Shelly asked me days ago if I’d like to write a guest blog on attachment parenting. I said sure and daily have promised to sit down and write it. And now, finally, I am sitting down and have nothing I NEED to do. Except restart the load of cloth diapers in the dryer, but meh…. I am sitting down and relaxing for the first time in days it seems like.
You see, I am a mother of 4 wonderful children who are incredibly demanding of my time now that school is out. One of which is a 5 week old baby who refuses to believe she can be happy with life anywhere other than my arms or a sling. Which is fine with me, there’s a very real chance she is my last baby, so I’m soaking up the cuddle time before she starts telling me I am the meanest mommy ever and rolls her eyes when I ask for a hug. Ha.

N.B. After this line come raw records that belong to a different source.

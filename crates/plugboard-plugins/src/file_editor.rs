use std::collections::HashMap;
use std::path::{Component, Path, PathBuf};
use std::sync::Arc;

use parking_lot::Mutex;
use serde_json::{Value, json};
use tracing::{debug, info};

use plugboard_core::{PlugboardError, Result};
use plugboard_host::{Plugin, ServerFacade};

/// Tool plugin: view, create, and edit text files under a configured base
/// directory (`tool_configs.file_editor.root`, default `data`).
///
/// Commands: `view` (optional 1-based `view_range`), `create`,
/// `str_replace` (the old string must match exactly once), `insert`
/// (after `insert_line`, 0 prepends), and `undo_edit`. Every mutation pushes
/// the previous content onto a per-file history so `undo_edit` can restore
/// it. Paths are resolved relative to the root; absolute paths and `..`
/// components are rejected.
pub struct FileEditorPlugin;

type History = Arc<Mutex<HashMap<PathBuf, Vec<String>>>>;

impl Plugin for FileEditorPlugin {
    fn setup(&mut self, facade: &mut ServerFacade) -> Result<()> {
        let root = facade
            .config()
            .tool_config("file_editor")
            .get("root")
            .and_then(|v| v.as_str().map(PathBuf::from))
            .unwrap_or_else(|| PathBuf::from("data"));
        info!(root = %root.display(), "file editor root");

        let history: History = Arc::new(Mutex::new(HashMap::new()));
        facade.register_tool(
            "file_editor",
            "View, create, and edit text files under the data root",
            move |args| {
                let command = require_str(args, "command")?;
                let path = require_str(args, "path")?;
                let full = root.join(sanitize(path)?);
                debug!(%command, path = %full.display(), "file editor command");
                match command {
                    "view" => view(&full, args.get("view_range")),
                    "create" => create(&full, args, &history),
                    "str_replace" => str_replace(&full, args, &history),
                    "insert" => insert(&full, args, &history),
                    "undo_edit" => undo_edit(&full, &history),
                    other => Err(editor_error(format!(
                        "unknown command: {other}; supported: view, create, str_replace, insert, undo_edit"
                    ))),
                }
            },
        );
        Ok(())
    }

    fn teardown(&mut self) -> Result<()> {
        info!("file editor plugin shut down");
        Ok(())
    }
}

fn editor_error(reason: impl Into<String>) -> PlugboardError {
    PlugboardError::plugin("file_editor", reason)
}

fn require_str<'a>(args: &'a Value, key: &str) -> Result<&'a str> {
    args.get(key)
        .and_then(|v| v.as_str())
        .ok_or_else(|| editor_error(format!("missing '{key}' argument")))
}

/// Reject absolute paths and any traversal outside the root.
fn sanitize(path: &str) -> Result<&Path> {
    let p = Path::new(path);
    if p.is_absolute()
        || p.components()
            .any(|c| matches!(c, Component::ParentDir | Component::Prefix(_)))
    {
        return Err(editor_error(format!("invalid file path: {path}")));
    }
    Ok(p)
}

fn remember(path: &Path, content: String, history: &History) {
    history
        .lock()
        .entry(path.to_path_buf())
        .or_default()
        .push(content);
}

fn view(path: &Path, range: Option<&Value>) -> Result<Value> {
    let content = std::fs::read_to_string(path)?;
    let Some(range) = range else {
        return Ok(json!({ "content": content }));
    };

    let bounds: Vec<i64> = range
        .as_array()
        .map(|a| a.iter().filter_map(Value::as_i64).collect())
        .unwrap_or_default();
    let [start, end] = bounds[..] else {
        return Err(editor_error("view_range must be [start, end]"));
    };

    let lines: Vec<&str> = content.lines().collect();
    let total = lines.len() as i64;
    if start < 1 || start > total {
        return Err(editor_error(format!(
            "start line {start} out of range 1..={total}"
        )));
    }
    // -1 means "to the end of the file".
    let end = if end == -1 { total } else { end };
    if end < start || end > total {
        return Err(editor_error(format!(
            "end line {end} out of range {start}..={total}"
        )));
    }
    let slice = lines[(start - 1) as usize..end as usize].join("\n");
    Ok(json!({ "content": slice }))
}

fn create(path: &Path, args: &Value, history: &History) -> Result<Value> {
    let text = require_str(args, "file_text")?;
    if let Ok(previous) = std::fs::read_to_string(path) {
        remember(path, previous, history);
    }
    if let Some(parent) = path.parent() {
        std::fs::create_dir_all(parent)?;
    }
    std::fs::write(path, text)?;
    Ok(json!({ "message": format!("created {}", path.display()) }))
}

fn str_replace(path: &Path, args: &Value, history: &History) -> Result<Value> {
    let old = require_str(args, "old_str")?;
    let new = args.get("new_str").and_then(Value::as_str).unwrap_or("");
    let content = std::fs::read_to_string(path)?;
    match content.matches(old).count() {
        0 => return Err(editor_error("old_str not found in file")),
        1 => {}
        n => {
            return Err(editor_error(format!(
                "old_str matches {n} times, must be unique"
            )));
        }
    }
    let edited = content.replacen(old, new, 1);
    remember(path, content, history);
    std::fs::write(path, edited)?;
    Ok(json!({ "message": "replaced 1 occurrence" }))
}

fn insert(path: &Path, args: &Value, history: &History) -> Result<Value> {
    let line = args
        .get("insert_line")
        .and_then(Value::as_u64)
        .ok_or_else(|| editor_error("missing 'insert_line' argument"))? as usize;
    let text = require_str(args, "new_str")?;
    let content = std::fs::read_to_string(path)?;

    let mut lines: Vec<&str> = content.lines().collect();
    if line > lines.len() {
        return Err(editor_error(format!(
            "insert_line {line} out of range 0..={}",
            lines.len()
        )));
    }
    lines.insert(line, text);
    let edited = lines.join("\n");
    remember(path, content.clone(), history);
    std::fs::write(path, edited)?;
    Ok(json!({ "message": format!("inserted after line {line}") }))
}

fn undo_edit(path: &Path, history: &History) -> Result<Value> {
    let previous = history
        .lock()
        .get_mut(path)
        .and_then(|stack| stack.pop())
        .ok_or_else(|| editor_error("no edit history for file"))?;
    std::fs::write(path, previous)?;
    Ok(json!({ "message": format!("reverted last edit to {}", path.display()) }))
}

#[cfg(test)]
mod tests {
    use super::*;
    use plugboard_config::ConfigStore;

    fn facade_with_root(root: &Path) -> ServerFacade {
        let config = Arc::new(ConfigStore::load("/nonexistent/config.json"));
        config.set(
            "tool_configs.file_editor",
            json!({ "root": root.to_str().unwrap() }),
        );
        let mut facade = ServerFacade::new("test", config);
        FileEditorPlugin.setup(&mut facade).unwrap();
        facade
    }

    fn edit(facade: &ServerFacade, args: Value) -> Result<Value> {
        facade.call_tool("file_editor", &args)
    }

    #[test]
    fn create_then_view_roundtrips() {
        let dir = tempfile::tempdir().unwrap();
        let facade = facade_with_root(dir.path());

        edit(
            &facade,
            json!({ "command": "create", "path": "a.txt", "file_text": "one\ntwo\nthree" }),
        )
        .unwrap();

        let full = edit(&facade, json!({ "command": "view", "path": "a.txt" })).unwrap();
        assert_eq!(full["content"], json!("one\ntwo\nthree"));

        let ranged = edit(
            &facade,
            json!({ "command": "view", "path": "a.txt", "view_range": [2, 2] }),
        )
        .unwrap();
        assert_eq!(ranged["content"], json!("two"));

        let tail = edit(
            &facade,
            json!({ "command": "view", "path": "a.txt", "view_range": [2, -1] }),
        )
        .unwrap();
        assert_eq!(tail["content"], json!("two\nthree"));
    }

    #[test]
    fn view_range_bounds_are_checked() {
        let dir = tempfile::tempdir().unwrap();
        std::fs::write(dir.path().join("a.txt"), "only").unwrap();
        let facade = facade_with_root(dir.path());

        for bad in [json!([0, 1]), json!([2, 2]), json!([1, 5]), json!([1])] {
            assert!(
                edit(
                    &facade,
                    json!({ "command": "view", "path": "a.txt", "view_range": bad })
                )
                .is_err()
            );
        }
    }

    #[test]
    fn str_replace_requires_a_unique_match() {
        let dir = tempfile::tempdir().unwrap();
        std::fs::write(dir.path().join("a.txt"), "x = 1\ny = 1\n").unwrap();
        let facade = facade_with_root(dir.path());

        let err = edit(
            &facade,
            json!({ "command": "str_replace", "path": "a.txt", "old_str": "= 1", "new_str": "= 2" }),
        )
        .unwrap_err();
        assert!(err.to_string().contains("must be unique"));

        edit(
            &facade,
            json!({ "command": "str_replace", "path": "a.txt", "old_str": "x = 1", "new_str": "x = 2" }),
        )
        .unwrap();
        assert_eq!(
            std::fs::read_to_string(dir.path().join("a.txt")).unwrap(),
            "x = 2\ny = 1\n"
        );

        assert!(
            edit(
                &facade,
                json!({ "command": "str_replace", "path": "a.txt", "old_str": "absent" }),
            )
            .is_err()
        );
    }

    #[test]
    fn insert_adds_a_line_at_the_given_position() {
        let dir = tempfile::tempdir().unwrap();
        std::fs::write(dir.path().join("a.txt"), "one\nthree").unwrap();
        let facade = facade_with_root(dir.path());

        edit(
            &facade,
            json!({ "command": "insert", "path": "a.txt", "insert_line": 1, "new_str": "two" }),
        )
        .unwrap();
        assert_eq!(
            std::fs::read_to_string(dir.path().join("a.txt")).unwrap(),
            "one\ntwo\nthree"
        );

        assert!(
            edit(
                &facade,
                json!({ "command": "insert", "path": "a.txt", "insert_line": 99, "new_str": "x" }),
            )
            .is_err()
        );
    }

    #[test]
    fn undo_edit_restores_the_previous_content() {
        let dir = tempfile::tempdir().unwrap();
        std::fs::write(dir.path().join("a.txt"), "original").unwrap();
        let facade = facade_with_root(dir.path());

        edit(
            &facade,
            json!({ "command": "str_replace", "path": "a.txt", "old_str": "original", "new_str": "edited" }),
        )
        .unwrap();
        edit(&facade, json!({ "command": "undo_edit", "path": "a.txt" })).unwrap();
        assert_eq!(
            std::fs::read_to_string(dir.path().join("a.txt")).unwrap(),
            "original"
        );

        // History is consumed; a second undo has nothing to restore.
        assert!(edit(&facade, json!({ "command": "undo_edit", "path": "a.txt" })).is_err());
    }

    #[test]
    fn rejects_traversal_and_unknown_commands() {
        let dir = tempfile::tempdir().unwrap();
        let facade = facade_with_root(dir.path());

        for bad in ["../secret", "/etc/passwd"] {
            assert!(edit(&facade, json!({ "command": "view", "path": bad })).is_err());
        }
        assert!(edit(&facade, json!({ "command": "rename", "path": "a.txt" })).is_err());
    }

    #[test]
    fn missing_file_surfaces_an_io_error() {
        let dir = tempfile::tempdir().unwrap();
        let facade = facade_with_root(dir.path());
        let err = edit(&facade, json!({ "command": "view", "path": "absent.txt" })).unwrap_err();
        assert!(matches!(err, PlugboardError::Io(_)));
    }
}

“Why don’t you let her cry for a bit? It’s good for her lungs.” “You’re spoiling her.” “If you don’t make her learn to soothe herself you’re setting yourself up for a very needy bigger kid.” These are some things I hear when people ask how we’re doing and I respond with the truth. “She’s a very good baby. As long as she’s being held.” Such silly things people believe about babies. I believe we need to nurture our children in all areas of life if we want them to grow up to be productive members of society.

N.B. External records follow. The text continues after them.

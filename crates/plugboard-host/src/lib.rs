//! # plugboard-host
//!
//! The plugin lifecycle manager. Plugins are statically linked values
//! implementing the [`Plugin`] trait, declared in a [`PluginCatalog`] and
//! activated by on-disk manifest stubs.
//!
//! ## Plugin manifest
//!
//! Each kind directory (`plugins/tools`, `plugins/resources`, ...) holds one
//! `<id>.toml` stub per plugin; the file stem is the plugin id and its
//! presence is what makes the catalog entry eligible for loading:
//!
//! ```toml
//! [plugin]
//! name = "calculator"
//! version = "1.0.0"
//! description = "Evaluate arithmetic expressions"
//! ```
//!
//! Deleting the stub (or listing the id under `plugins.disabled`) keeps the
//! plugin out of the registry without touching code.

pub mod catalog;
pub mod facade;
pub mod loader;
pub mod manifest;
pub mod plugin;
pub mod registry;
pub mod watcher;

pub use catalog::PluginCatalog;
pub use facade::ServerFacade;
pub use loader::PluginLoader;
pub use manifest::PluginManifest;
pub use plugin::Plugin;
pub use registry::{PluginRecord, PluginRegistry};
pub use watcher::{ChangeSource, HotReloadWatcher, NotifySource, PluginChange, PollingSource};
use serde::{Deserialize, Serialize};

/// Unique identifier for a plugin, derived from its manifest file stem.
pub type PluginId = String;

/// The category of capability a plugin contributes to the host.
///
/// Each kind has its own configured directory (`plugins.directories.<kind>`)
/// and its own registration surface on the server facade.
#[derive(Debug, Clone, Copy, PartialEq, Eq, Hash, Serialize, Deserialize)]
#[serde(rename_all = "lowercase")]
pub enum PluginKind {
    Resources,
    Prompts,
    Tools,
    Sampling,
}

impl PluginKind {
    /// All kinds, in the order they are scanned during a full load.
    pub const ALL: [PluginKind; 4] = [
        PluginKind::Resources,
        PluginKind::Prompts,
        PluginKind::Tools,
        PluginKind::Sampling,
    ];

    pub fn as_str(&self) -> &'static str {
        match self {
            PluginKind::Resources => "resources",
            PluginKind::Prompts => "prompts",
            PluginKind::Tools => "tools",
            PluginKind::Sampling => "sampling",
        }
    }

    /// The `kind.id` identity key that uniquely names an active instance.
    pub fn identity(&self, id: &str) -> String {
        format!("{}.{}", self.as_str(), id)
    }
}

impl std::fmt::Display for PluginKind {
    fn fmt(&self, f: &mut std::fmt::Formatter<'_>) -> std::fmt::Result {
        f.write_str(self.as_str())
    }
}
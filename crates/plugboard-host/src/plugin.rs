use plugboard_core::Result;

use crate::facade::ServerFacade;

/// The fixed entry-point contract every plugin implements.
///
/// `setup` registers resources, tools, prompts, or sampling handlers on the
/// facade and may read the facade's configuration for its own settings.
/// `teardown` runs once at unload; the default does nothing.
///
/// No execution deadline is imposed on either call: a slow plugin blocks the
/// lifecycle operation that invoked it.
pub trait Plugin: Send {
    fn setup(&mut self, facade: &mut ServerFacade) -> Result<()>;

    fn teardown(&mut self) -> Result<()> {
        Ok(())
    }
}
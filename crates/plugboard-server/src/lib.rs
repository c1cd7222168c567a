//! # plugboard-server
//!
//! The owning server. Constructs the facade and loader from configuration,
//! performs the startup plugin scan, and runs the serve loop: watcher
//! messages are applied to the loader on a single task, and a shutdown
//! signal unloads every active plugin so teardowns run.

pub mod server;

pub use server::Server;
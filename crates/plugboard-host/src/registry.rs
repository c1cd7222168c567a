use std::collections::{HashMap, HashSet};
use std::path::PathBuf;

use chrono::{DateTime, Utc};
use serde::Serialize;

use plugboard_core::{PluginId, PluginKind};

use crate::plugin::Plugin;

/// Record of one successfully loaded plugin.
#[derive(Debug, Clone, Serialize)]
pub struct PluginRecord {
    pub id: PluginId,
    pub kind: PluginKind,
    pub source_path: PathBuf,
    /// The `kind.id` identity key; at most one active instance per key.
    pub module_identity: String,
    pub loaded_at: DateTime<Utc>,
    /// Description carried over from the manifest stub, if present.
    pub description: Option<String>,
}

pub(crate) struct ActivePlugin {
    pub(crate) record: PluginRecord,
    pub(crate) instance: Box<dyn Plugin>,
}

/// In-memory table of currently active plugins.
///
/// Mutated only by the loader on a single control flow; external readers get
/// defensive snapshots and can never observe a half-initialized entry.
#[derive(Default)]
pub struct PluginRegistry {
    active: HashMap<PluginId, ActivePlugin>,
    identities: HashSet<String>,
}

impl PluginRegistry {
    pub fn new() -> Self {
        Self::default()
    }

    pub fn contains(&self, id: &str) -> bool {
        self.active.contains_key(id)
    }

    pub fn has_identity(&self, identity: &str) -> bool {
        self.identities.contains(identity)
    }

    pub fn get(&self, id: &str) -> Option<&PluginRecord> {
        self.active.get(id).map(|a| &a.record)
    }

    pub(crate) fn get_mut(&mut self, id: &str) -> Option<&mut ActivePlugin> {
        self.active.get_mut(id)
    }

    pub(crate) fn insert(&mut self, record: PluginRecord, instance: Box<dyn Plugin>) {
        self.identities.insert(record.module_identity.clone());
        self.active
            .insert(record.id.clone(), ActivePlugin { record, instance });
    }

    /// Remove an entry and its identity key, returning the outgoing record.
    pub(crate) fn remove(&mut self, id: &str) -> Option<ActivePlugin> {
        let active = self.active.remove(id)?;
        self.identities.remove(&active.record.module_identity);
        Some(active)
    }

    /// Defensive copy of id → record.
    pub fn snapshot(&self) -> HashMap<PluginId, PluginRecord> {
        self.active
            .iter()
            .map(|(id, a)| (id.clone(), a.record.clone()))
            .collect()
    }

    pub fn len(&self) -> usize {
        self.active.len()
    }

    pub fn is_empty(&self) -> bool {
        self.active.is_empty()
    }
}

In order to raise compassionate human beings, we must treat them with compassion. This means no violent parenting. No spanking, no yelling, no belittling, age and “crime” appropriate punishments, etc. It means meeting ALL of their needs so that they feel safe, secure, loved, wanted, and respected. This is why I practice attachment parenting. Because these are the kind of little people I want to raise.

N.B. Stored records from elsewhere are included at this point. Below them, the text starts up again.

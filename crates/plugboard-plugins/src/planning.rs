use tracing::debug;

use plugboard_core::{PlugboardError, Result};
use plugboard_host::{Plugin, ServerFacade};

/// Prompt plugin: renders a task-planning prompt template.
///
/// Arguments: `task` (required), `steps` (default 5), `expertise_level`
/// (one of beginner/intermediate/professional/expert, default professional).
pub struct PlanningPlugin;

fn system_prompt(level: &str) -> &'static str {
    match level {
        "beginner" => {
            "You are a planning assistant for beginners, breaking complex tasks \
             into simple, easy-to-follow steps."
        }
        "intermediate" => {
            "You are an experienced planning assistant, breaking tasks into \
             clear, actionable steps."
        }
        "expert" => {
            "You are an expert-level planning assistant, producing precise, \
             in-depth steps with resource, risk, and alternative analysis."
        }
        _ => {
            "You are a professional planning assistant, breaking complex tasks \
             into efficient, optimized steps while accounting for risks."
        }
    }
}

impl Plugin for PlanningPlugin {
    fn setup(&mut self, facade: &mut ServerFacade) -> Result<()> {
        facade.register_prompt(
            "task_planning",
            "Generate a step-by-step plan for a task",
            |args| {
                let task = args
                    .get("task")
                    .and_then(|v| v.as_str())
                    .ok_or_else(|| PlugboardError::plugin("planning", "missing 'task' argument"))?;
                let steps = args.get("steps").and_then(|v| v.as_u64()).unwrap_or(5);
                let level = args
                    .get("expertise_level")
                    .and_then(|v| v.as_str())
                    .unwrap_or("professional");
                debug!(task, steps, level, "rendering task planning prompt");

                Ok(format!(
                    "{}\n\nCreate a detailed plan with {} steps for the following task:\n\n{}\n\n\
                     For each step give a goal, the actions to take, and a completion check.",
                    system_prompt(level),
                    steps,
                    task
                ))
            },
        );
        Ok(())
    }
}

#[cfg(test)]
mod tests {
    use super::*;
    use plugboard_config::ConfigStore;
    use serde_json::json;
    use std::sync::Arc;

    fn facade() -> ServerFacade {
        let config = Arc::new(ConfigStore::load("/nonexistent/config.json"));
        let mut facade = ServerFacade::new("test", config);
        PlanningPlugin.setup(&mut facade).unwrap();
        facade
    }

    #[test]
    fn renders_with_defaults() {
        let f = facade();
        let out = f
            .render_prompt("task_planning", &json!({ "task": "ship the release" }))
            .unwrap();
        assert!(out.contains("ship the release"));
        assert!(out.contains("5 steps"));
        assert!(out.contains("professional planning assistant"));
    }

    #[test]
    fn honors_steps_and_level() {
        let f = facade();
        let out = f
            .render_prompt(
                "task_planning",
                &json!({ "task": "t", "steps": 3, "expertise_level": "expert" }),
            )
            .unwrap();
        assert!(out.contains("3 steps"));
        assert!(out.contains("expert-level"));
    }

    #[test]
    fn unknown_level_falls_back_to_professional() {
        let f = facade();
        let out = f
            .render_prompt(
                "task_planning",
                &json!({ "task": "t", "expertise_level": "wizard" }),
            )
            .unwrap();
        assert!(out.contains("professional planning assistant"));
    }

    #[test]
    fn task_is_required() {
        let f = facade();
        assert!(f.render_prompt("task_planning", &json!({})).is_err());
    }
}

Don’t get me wrong, I totally fall off the AP wagon from time to time. When it’s 8pm and I’ve had a baby nursing for the past 3 hours, my 6yr old daughter has asked me 20 times to read the same book and has asked the same question eleven billion times in a row (all in the same breath, of course), my 8yr old has spilled yet another glass of whatever he’s drinking all over my (clean) tablecloth and floor, and my 10yr old is whining about how unfair it is that he can’t have a cell phone. (As if.) These are the moments when I ask myself “WHY DO I DO THIS?” My mother likely would have shooed me off and told me to find something to do with an irritated tone to her voice and annoyed expression on her face. And sometimes I do, but I try not to.
My biggest downfall is yelling. Yelling is engrained in my DNA, I’m pretty sure. It seems to be the only way one side of my family can communicate. I catch myself saying in my head “I sound like my mother”. I’m sure I don’t need to emphasize how we often feel when we realize we’re mimicking a less than desirable parenting trait passed down from our parents. I struggle with it daily. However it’s a battle I’m determined to win.
Despite my super hero cape being frayed and faded, I know that my beliefs are the right choice for our family when people tell me what loving, well behaved, respectful, well mannered kids I have. Except, it seems, at monthly La Leche League meetings. I don’t know what it is about LLL meetings, but my kids seem to feel that’s their time to act like hooligans. I like to think it’s a test of my conviction to not yell at them and basically act a fool myself because they aren’t listening. Now I’d better go dry those diapers and get to bed. Morning comes fast and nobody makes a bowl of cereal quite like Mom.